*** Given records Section Begins ***

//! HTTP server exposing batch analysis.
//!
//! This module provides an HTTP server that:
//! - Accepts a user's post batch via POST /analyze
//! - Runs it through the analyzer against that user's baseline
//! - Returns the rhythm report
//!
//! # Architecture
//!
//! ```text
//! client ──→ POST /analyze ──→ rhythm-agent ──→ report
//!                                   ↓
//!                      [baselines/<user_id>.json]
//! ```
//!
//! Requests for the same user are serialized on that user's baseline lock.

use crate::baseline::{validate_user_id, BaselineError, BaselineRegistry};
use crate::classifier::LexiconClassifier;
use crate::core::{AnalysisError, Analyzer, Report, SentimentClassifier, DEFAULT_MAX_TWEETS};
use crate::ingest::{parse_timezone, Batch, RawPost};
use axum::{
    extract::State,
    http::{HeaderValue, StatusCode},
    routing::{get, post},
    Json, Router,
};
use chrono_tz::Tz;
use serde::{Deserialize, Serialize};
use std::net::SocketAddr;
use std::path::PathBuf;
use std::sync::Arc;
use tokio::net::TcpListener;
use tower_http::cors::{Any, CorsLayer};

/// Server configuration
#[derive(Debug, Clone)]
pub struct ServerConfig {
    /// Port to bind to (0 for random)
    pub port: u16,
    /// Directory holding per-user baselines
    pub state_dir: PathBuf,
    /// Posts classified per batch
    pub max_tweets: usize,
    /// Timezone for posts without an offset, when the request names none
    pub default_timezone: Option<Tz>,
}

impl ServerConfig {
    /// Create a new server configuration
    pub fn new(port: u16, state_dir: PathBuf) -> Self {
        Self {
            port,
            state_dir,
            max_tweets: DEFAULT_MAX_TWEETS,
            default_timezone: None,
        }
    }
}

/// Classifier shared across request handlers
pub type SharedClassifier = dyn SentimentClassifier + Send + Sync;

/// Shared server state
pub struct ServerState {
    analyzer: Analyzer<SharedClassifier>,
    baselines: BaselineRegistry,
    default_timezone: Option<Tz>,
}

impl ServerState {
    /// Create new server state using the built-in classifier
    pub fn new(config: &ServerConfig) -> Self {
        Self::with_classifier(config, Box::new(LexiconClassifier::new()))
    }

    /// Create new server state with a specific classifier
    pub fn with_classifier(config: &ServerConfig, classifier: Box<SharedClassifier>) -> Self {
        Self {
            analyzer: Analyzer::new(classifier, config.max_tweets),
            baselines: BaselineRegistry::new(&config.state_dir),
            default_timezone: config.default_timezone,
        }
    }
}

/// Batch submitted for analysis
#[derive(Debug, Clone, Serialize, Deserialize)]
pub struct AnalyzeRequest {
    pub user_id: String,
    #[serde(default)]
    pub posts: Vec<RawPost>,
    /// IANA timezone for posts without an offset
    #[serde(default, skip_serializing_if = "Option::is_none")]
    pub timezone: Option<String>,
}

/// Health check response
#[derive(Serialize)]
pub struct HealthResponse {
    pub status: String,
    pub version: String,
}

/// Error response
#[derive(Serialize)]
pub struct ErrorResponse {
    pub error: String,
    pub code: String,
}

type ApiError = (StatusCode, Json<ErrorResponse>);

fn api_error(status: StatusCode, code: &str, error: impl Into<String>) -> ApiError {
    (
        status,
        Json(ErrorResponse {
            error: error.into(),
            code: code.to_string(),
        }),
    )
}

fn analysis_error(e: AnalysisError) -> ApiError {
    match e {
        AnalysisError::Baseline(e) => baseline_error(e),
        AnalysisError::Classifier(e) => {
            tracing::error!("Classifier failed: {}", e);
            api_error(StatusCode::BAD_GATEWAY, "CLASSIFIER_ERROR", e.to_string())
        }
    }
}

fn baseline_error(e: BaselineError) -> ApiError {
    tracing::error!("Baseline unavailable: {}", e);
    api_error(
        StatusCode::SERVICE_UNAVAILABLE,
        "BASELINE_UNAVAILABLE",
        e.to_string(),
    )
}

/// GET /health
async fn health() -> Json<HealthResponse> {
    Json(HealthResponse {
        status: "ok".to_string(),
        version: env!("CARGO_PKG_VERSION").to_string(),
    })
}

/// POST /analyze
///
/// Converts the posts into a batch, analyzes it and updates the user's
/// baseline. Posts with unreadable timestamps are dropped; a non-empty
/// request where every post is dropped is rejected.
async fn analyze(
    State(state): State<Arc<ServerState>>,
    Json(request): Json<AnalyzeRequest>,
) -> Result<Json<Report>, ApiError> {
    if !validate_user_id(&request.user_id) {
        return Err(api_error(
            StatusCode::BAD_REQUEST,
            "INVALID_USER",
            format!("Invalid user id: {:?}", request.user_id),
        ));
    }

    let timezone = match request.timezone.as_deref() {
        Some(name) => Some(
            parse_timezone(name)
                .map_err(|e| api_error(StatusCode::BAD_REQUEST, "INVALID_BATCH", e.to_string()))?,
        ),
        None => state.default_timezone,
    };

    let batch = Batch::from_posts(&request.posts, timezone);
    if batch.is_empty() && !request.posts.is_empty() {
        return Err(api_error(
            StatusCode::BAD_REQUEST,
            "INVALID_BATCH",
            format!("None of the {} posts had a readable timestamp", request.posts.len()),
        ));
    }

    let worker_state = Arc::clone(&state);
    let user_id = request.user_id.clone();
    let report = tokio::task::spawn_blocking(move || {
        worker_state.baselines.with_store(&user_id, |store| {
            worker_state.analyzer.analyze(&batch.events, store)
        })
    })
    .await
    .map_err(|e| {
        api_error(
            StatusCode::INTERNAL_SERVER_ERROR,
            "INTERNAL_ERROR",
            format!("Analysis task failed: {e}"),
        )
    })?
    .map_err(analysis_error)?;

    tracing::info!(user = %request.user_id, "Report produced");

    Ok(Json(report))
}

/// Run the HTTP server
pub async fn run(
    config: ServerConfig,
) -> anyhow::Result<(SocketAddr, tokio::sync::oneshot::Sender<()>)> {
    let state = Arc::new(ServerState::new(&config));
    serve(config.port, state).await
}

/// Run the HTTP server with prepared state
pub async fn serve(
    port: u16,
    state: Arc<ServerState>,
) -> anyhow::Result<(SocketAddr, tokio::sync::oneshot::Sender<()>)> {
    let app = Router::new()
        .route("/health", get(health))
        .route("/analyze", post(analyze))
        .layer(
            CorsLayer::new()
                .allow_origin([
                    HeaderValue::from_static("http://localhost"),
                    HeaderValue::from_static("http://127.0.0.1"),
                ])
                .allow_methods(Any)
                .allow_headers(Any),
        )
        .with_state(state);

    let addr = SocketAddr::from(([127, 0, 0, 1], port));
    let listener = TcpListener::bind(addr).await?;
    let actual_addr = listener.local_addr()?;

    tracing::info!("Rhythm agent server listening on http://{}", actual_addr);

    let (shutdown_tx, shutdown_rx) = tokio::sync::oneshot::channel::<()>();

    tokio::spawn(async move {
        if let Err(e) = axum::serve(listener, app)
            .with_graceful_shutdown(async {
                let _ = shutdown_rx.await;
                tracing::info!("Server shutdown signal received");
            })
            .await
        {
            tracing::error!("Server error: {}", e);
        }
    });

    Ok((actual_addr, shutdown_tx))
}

*** Given records Section Ends ***
*** Given records Section Begins ***

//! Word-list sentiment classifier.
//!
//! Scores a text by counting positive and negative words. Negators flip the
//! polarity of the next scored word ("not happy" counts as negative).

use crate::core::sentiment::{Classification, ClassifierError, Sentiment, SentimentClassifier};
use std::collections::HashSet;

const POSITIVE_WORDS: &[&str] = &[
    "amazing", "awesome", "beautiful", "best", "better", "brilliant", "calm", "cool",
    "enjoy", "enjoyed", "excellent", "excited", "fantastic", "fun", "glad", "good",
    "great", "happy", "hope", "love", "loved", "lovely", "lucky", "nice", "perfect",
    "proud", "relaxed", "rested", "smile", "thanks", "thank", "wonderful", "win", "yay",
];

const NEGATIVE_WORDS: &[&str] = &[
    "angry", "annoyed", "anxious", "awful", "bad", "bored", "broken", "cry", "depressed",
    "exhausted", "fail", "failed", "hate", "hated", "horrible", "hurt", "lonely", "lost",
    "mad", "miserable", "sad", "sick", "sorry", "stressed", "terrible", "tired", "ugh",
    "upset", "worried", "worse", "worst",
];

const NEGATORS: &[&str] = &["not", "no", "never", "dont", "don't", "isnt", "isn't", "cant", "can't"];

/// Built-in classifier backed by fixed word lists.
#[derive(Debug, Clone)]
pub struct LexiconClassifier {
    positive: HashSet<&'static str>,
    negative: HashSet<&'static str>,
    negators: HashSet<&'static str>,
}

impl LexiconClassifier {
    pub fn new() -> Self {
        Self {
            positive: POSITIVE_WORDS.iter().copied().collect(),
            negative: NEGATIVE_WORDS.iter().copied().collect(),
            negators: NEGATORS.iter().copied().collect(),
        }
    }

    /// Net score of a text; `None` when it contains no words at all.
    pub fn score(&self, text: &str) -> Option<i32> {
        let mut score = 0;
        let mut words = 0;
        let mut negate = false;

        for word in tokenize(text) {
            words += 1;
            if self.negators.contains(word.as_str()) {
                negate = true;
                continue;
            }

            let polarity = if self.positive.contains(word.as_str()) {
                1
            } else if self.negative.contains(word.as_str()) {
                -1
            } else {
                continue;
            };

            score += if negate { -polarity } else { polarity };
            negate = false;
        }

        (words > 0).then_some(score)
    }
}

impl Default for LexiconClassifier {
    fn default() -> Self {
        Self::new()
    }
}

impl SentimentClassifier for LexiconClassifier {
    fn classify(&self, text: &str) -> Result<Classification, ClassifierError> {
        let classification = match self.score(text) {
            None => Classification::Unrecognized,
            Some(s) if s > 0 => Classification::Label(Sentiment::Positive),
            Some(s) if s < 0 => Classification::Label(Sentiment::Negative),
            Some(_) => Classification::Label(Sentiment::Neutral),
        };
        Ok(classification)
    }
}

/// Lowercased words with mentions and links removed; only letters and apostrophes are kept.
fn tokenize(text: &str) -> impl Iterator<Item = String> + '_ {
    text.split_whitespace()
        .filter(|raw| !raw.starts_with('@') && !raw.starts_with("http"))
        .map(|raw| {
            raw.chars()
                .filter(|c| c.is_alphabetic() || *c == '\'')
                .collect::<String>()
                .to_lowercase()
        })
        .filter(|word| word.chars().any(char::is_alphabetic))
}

*** Given records Section Ends ***

Beginning at the line with "against that user's baseline" and stopping after the line with "user's baseline lock.", please write out every line of the data above exactly and nothing else.

Your solution:
//! - Runs it through the analyzer against that user's baseline
//! - Returns the rhythm report
//!
//! # Architecture
//!
//! ```text
//! client ──→ POST /analyze ──→ rhythm-agent ──→ report
//!                                   ↓
//!                      [baselines/<user_id>.json]
//! ```
//!
//! Requests for the same user are serialized on that user's baseline lock.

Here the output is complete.